» **PROBLEM TO SOLVE**:
Find the word "again" in the listing below. Copy every line that has it.

——————————

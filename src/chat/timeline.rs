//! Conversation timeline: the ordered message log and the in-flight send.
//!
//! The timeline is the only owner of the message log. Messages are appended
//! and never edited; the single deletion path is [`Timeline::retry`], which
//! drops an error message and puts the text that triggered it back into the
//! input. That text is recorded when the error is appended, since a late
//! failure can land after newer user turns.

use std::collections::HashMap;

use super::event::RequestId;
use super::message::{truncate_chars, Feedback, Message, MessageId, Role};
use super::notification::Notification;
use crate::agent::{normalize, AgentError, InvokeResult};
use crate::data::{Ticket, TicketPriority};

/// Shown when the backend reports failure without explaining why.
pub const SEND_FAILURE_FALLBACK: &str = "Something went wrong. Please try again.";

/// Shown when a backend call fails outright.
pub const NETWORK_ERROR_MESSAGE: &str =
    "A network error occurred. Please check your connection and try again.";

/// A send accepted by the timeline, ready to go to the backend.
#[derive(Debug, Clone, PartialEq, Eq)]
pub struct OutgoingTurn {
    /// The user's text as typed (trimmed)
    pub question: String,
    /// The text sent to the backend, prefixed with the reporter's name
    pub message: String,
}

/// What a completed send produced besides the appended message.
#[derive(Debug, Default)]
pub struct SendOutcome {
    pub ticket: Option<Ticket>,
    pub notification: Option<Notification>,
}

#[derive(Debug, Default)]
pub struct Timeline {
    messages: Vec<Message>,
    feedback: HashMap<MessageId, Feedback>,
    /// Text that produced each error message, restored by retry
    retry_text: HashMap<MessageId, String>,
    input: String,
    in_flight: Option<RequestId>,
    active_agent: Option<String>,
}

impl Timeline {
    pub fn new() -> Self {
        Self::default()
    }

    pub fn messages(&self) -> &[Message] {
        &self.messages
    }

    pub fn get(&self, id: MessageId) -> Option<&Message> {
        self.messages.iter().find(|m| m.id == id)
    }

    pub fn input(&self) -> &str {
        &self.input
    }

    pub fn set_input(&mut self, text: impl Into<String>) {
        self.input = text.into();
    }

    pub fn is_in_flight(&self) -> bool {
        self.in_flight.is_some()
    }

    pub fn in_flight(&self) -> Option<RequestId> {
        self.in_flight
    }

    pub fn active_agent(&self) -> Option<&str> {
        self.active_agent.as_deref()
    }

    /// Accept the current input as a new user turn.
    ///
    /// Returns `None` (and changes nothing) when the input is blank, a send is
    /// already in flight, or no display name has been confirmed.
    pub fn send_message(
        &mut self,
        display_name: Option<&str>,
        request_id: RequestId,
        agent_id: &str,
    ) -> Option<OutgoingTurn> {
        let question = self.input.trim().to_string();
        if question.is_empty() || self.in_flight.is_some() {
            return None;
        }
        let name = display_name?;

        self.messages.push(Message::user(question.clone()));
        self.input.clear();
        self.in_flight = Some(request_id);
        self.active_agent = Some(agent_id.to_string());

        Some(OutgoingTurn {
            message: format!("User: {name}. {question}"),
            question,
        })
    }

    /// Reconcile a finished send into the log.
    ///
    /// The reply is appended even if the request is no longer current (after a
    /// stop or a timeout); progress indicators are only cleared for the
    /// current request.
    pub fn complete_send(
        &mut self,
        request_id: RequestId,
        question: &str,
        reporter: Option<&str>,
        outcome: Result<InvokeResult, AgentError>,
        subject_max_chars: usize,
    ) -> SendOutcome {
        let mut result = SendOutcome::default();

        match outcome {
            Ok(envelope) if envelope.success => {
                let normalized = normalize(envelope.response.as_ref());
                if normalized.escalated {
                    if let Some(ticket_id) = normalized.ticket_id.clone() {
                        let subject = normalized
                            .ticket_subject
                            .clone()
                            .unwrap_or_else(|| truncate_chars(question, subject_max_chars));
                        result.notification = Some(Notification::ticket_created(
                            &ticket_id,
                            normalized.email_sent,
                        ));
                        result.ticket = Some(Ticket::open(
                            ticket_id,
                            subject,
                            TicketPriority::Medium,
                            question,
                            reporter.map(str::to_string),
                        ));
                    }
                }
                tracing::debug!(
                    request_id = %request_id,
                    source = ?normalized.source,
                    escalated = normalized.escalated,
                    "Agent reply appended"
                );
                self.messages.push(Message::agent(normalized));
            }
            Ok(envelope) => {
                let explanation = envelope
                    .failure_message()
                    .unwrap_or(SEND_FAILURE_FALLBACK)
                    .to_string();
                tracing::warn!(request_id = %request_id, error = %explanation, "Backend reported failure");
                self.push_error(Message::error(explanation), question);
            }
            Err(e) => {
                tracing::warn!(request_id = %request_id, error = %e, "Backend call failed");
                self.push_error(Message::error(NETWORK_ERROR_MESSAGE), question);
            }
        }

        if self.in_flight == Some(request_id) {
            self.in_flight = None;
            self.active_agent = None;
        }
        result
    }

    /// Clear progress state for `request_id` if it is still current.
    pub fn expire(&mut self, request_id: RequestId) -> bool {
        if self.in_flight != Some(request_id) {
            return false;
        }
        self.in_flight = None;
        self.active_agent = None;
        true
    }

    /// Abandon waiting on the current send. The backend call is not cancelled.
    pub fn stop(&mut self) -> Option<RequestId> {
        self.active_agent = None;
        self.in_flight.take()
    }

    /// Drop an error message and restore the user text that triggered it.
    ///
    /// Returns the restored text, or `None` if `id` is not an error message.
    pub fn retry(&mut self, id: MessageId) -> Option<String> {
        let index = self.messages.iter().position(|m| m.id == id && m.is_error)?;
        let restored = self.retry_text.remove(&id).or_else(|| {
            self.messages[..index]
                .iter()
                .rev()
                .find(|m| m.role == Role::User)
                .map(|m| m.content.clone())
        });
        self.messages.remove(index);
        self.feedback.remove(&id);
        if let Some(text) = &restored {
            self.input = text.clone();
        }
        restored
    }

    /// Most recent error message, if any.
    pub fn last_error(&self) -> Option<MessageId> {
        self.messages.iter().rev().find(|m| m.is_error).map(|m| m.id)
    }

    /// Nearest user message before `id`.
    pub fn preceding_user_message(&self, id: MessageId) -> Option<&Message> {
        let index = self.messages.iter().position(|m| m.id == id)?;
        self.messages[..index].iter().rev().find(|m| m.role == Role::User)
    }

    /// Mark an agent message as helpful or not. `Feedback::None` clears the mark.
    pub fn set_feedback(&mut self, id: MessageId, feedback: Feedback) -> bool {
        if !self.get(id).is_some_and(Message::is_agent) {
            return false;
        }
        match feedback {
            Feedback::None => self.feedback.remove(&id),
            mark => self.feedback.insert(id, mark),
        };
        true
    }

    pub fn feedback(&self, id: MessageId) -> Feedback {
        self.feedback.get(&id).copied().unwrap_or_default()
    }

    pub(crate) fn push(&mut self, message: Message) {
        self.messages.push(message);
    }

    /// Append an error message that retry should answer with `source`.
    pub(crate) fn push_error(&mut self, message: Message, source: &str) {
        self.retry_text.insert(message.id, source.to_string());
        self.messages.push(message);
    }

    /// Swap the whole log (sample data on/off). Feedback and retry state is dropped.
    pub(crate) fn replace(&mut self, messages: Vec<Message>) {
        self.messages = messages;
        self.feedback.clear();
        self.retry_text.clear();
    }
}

——————————

» **EXERCISE OUTPUT**:
pub const SEND_FAILURE_FALLBACK: &str = "Something went wrong. Please try again.";
    "A network error occurred. Please check your connection and try again.";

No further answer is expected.